> _Prompt_: Tally the lines of the listing that contain the word "classify", then give the total and nothing else.

> _Input data_:
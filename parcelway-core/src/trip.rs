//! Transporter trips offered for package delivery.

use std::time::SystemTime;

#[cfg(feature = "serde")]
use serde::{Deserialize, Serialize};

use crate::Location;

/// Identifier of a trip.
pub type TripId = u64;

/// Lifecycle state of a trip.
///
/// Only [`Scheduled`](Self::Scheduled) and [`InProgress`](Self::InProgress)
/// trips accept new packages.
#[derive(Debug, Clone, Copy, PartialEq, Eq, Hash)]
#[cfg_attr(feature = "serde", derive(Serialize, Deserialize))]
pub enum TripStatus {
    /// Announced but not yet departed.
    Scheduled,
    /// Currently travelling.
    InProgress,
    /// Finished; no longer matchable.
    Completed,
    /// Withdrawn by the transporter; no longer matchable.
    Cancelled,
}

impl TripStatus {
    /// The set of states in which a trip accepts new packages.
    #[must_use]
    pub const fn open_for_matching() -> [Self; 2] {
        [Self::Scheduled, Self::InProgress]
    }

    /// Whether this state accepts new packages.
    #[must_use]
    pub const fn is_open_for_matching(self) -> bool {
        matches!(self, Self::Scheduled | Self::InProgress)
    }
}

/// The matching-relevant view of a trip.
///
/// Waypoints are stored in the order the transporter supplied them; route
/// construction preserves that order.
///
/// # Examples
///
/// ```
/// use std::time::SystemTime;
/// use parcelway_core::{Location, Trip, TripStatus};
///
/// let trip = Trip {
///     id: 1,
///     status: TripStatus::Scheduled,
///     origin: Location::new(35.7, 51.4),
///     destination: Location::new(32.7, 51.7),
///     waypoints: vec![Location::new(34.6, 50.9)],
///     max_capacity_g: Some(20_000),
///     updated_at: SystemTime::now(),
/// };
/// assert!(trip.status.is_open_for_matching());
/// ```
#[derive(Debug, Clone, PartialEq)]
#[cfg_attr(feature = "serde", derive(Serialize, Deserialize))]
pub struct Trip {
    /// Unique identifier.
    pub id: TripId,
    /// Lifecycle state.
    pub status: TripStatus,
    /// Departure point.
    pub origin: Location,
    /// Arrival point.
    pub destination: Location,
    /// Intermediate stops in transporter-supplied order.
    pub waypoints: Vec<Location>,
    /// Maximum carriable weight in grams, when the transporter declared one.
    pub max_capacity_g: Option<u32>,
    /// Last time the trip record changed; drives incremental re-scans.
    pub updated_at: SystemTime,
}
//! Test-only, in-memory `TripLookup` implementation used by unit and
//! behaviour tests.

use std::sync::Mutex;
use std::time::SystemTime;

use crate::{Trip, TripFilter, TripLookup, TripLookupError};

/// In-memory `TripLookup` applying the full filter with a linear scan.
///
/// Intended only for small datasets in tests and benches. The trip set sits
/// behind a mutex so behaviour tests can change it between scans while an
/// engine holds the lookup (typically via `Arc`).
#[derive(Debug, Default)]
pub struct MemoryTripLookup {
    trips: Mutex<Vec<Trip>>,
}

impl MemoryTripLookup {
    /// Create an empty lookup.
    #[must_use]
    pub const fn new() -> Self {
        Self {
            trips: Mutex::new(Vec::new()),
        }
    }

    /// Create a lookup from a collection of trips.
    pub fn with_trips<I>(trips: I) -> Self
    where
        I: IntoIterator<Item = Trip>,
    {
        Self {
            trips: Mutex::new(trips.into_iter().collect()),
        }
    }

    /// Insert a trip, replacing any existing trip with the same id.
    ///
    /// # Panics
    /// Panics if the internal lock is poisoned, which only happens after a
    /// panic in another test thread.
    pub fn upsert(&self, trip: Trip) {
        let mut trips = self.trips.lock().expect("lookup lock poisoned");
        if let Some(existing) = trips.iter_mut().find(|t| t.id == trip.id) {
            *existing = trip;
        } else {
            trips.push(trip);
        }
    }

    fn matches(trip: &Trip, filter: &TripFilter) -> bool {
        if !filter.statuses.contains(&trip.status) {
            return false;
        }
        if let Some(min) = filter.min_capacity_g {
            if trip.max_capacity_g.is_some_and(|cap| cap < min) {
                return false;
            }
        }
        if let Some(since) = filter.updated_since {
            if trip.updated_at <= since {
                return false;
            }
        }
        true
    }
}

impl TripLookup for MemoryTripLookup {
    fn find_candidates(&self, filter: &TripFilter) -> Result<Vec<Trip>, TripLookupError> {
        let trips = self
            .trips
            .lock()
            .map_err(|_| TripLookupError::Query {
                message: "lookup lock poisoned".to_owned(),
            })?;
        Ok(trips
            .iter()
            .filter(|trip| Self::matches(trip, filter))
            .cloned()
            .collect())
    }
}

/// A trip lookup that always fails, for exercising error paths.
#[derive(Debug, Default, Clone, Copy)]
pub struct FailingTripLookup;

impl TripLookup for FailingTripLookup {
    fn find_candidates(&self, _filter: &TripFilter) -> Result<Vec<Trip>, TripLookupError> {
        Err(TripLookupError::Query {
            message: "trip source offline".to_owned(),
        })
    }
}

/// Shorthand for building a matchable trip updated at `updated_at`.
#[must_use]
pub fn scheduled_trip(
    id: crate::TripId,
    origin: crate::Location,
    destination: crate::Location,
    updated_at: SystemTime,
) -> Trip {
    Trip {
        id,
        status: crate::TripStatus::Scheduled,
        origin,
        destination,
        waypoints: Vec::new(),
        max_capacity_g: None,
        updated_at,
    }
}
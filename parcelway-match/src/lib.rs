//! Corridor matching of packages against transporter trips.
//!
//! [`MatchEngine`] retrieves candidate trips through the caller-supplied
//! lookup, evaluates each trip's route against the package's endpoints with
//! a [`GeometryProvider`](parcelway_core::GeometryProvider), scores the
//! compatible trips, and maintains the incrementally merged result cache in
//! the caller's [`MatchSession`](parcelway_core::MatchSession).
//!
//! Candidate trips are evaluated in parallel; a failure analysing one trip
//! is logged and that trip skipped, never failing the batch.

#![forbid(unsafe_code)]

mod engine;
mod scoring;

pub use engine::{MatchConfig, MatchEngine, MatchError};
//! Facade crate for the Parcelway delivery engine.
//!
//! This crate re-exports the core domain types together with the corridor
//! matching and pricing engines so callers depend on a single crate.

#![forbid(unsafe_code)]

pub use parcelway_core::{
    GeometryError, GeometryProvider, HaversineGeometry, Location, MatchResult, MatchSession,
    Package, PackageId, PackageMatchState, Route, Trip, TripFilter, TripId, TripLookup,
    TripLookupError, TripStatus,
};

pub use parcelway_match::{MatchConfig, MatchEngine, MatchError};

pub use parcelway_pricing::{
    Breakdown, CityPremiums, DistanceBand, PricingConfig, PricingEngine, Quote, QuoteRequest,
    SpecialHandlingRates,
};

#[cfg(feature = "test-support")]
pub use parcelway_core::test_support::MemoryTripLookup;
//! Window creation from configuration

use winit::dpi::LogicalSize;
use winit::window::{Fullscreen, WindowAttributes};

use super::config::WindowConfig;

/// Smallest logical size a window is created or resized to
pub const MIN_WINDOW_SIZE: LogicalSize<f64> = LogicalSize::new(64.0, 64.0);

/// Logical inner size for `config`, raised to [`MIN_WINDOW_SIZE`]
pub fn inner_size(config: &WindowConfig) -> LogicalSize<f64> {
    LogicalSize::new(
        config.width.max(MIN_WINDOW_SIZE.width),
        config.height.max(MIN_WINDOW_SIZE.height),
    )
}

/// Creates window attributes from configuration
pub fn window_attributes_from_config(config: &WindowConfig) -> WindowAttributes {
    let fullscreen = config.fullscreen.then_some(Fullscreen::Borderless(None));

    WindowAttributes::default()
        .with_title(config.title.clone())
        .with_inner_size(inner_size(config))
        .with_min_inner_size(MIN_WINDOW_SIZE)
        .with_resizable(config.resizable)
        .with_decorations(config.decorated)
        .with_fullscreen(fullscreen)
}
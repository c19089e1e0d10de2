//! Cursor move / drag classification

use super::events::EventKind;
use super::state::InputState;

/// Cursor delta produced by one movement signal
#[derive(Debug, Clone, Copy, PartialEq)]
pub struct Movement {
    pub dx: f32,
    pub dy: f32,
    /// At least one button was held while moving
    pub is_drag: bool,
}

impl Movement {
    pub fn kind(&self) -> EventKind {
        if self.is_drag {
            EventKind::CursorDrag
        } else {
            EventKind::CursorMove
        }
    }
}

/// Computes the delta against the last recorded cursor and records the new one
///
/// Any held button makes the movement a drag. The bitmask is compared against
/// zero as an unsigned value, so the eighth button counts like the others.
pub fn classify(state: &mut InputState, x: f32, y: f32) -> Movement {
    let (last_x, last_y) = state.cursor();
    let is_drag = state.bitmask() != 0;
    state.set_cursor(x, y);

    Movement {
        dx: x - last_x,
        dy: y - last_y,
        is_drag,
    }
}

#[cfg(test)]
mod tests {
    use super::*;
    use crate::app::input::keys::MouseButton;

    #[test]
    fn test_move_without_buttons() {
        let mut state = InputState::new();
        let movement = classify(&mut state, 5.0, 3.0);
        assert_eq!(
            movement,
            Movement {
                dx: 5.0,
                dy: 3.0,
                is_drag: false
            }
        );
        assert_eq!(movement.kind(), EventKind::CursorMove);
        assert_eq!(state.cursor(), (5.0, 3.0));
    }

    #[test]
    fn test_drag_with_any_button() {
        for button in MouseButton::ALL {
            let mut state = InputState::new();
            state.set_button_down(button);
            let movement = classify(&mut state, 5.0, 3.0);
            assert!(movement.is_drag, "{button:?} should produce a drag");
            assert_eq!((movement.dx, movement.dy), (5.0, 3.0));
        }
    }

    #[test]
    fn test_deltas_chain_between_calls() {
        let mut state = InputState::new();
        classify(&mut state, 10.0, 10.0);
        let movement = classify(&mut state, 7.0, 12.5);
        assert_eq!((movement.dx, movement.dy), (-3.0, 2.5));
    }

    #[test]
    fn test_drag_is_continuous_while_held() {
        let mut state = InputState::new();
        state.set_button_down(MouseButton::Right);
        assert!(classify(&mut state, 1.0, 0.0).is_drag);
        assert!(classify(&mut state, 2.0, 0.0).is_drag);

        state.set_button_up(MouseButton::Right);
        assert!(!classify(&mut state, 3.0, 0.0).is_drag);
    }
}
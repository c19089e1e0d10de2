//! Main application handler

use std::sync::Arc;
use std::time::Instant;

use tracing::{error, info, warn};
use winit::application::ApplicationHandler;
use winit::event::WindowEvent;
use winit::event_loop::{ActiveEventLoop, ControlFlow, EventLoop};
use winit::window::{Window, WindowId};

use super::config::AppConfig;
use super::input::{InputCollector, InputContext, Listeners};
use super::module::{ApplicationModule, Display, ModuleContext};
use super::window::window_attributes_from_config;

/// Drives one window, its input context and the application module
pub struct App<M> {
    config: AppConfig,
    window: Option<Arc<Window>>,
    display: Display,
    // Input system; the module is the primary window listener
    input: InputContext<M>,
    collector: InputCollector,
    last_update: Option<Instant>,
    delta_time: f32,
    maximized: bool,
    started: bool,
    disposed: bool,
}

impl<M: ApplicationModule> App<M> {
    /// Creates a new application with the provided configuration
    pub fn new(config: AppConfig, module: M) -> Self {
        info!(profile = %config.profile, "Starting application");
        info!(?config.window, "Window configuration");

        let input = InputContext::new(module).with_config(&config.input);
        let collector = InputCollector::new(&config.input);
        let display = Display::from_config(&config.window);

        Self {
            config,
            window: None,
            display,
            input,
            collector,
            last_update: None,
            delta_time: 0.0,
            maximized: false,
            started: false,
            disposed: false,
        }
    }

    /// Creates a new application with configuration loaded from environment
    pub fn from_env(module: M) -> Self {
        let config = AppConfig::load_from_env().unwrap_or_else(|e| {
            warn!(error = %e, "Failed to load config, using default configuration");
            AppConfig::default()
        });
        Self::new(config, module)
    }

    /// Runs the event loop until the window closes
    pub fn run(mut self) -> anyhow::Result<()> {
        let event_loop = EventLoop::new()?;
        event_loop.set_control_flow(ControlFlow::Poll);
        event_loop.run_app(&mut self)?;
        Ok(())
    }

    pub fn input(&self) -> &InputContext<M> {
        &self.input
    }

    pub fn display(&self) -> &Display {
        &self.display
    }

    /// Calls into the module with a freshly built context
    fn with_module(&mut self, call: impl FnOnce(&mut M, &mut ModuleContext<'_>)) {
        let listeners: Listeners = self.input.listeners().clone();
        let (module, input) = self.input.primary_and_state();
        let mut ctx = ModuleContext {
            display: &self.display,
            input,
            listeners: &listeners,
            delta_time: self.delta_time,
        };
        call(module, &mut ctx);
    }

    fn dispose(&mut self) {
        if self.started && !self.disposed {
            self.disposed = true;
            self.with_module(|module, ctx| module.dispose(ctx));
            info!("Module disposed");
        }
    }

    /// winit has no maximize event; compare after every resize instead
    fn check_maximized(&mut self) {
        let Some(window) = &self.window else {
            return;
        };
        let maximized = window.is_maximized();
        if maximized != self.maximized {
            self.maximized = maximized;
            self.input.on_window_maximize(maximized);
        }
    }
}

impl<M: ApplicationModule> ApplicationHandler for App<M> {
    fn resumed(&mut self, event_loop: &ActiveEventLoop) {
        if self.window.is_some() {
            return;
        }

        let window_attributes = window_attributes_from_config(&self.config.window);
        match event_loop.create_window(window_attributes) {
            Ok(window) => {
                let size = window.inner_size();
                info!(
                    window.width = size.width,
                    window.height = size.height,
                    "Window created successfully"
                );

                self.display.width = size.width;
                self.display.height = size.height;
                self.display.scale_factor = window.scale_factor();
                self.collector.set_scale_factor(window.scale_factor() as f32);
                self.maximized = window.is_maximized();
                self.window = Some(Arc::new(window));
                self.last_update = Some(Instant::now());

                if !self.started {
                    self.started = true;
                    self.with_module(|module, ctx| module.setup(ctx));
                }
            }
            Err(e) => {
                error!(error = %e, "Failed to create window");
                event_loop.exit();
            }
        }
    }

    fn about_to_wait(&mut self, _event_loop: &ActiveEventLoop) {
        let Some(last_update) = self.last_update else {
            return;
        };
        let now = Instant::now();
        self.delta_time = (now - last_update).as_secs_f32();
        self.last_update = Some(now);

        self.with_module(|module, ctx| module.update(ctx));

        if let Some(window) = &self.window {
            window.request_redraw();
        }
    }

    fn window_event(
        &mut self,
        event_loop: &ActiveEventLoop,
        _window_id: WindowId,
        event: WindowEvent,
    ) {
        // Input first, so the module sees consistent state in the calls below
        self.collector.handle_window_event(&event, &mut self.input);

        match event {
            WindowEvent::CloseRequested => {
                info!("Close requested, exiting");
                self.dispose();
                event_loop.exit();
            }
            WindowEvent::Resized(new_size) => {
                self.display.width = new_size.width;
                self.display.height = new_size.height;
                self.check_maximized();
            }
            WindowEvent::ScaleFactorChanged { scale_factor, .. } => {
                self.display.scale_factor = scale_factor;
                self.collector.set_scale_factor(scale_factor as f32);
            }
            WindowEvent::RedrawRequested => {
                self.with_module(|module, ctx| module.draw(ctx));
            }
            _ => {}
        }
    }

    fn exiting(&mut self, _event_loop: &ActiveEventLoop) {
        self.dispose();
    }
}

> _Task response_: 8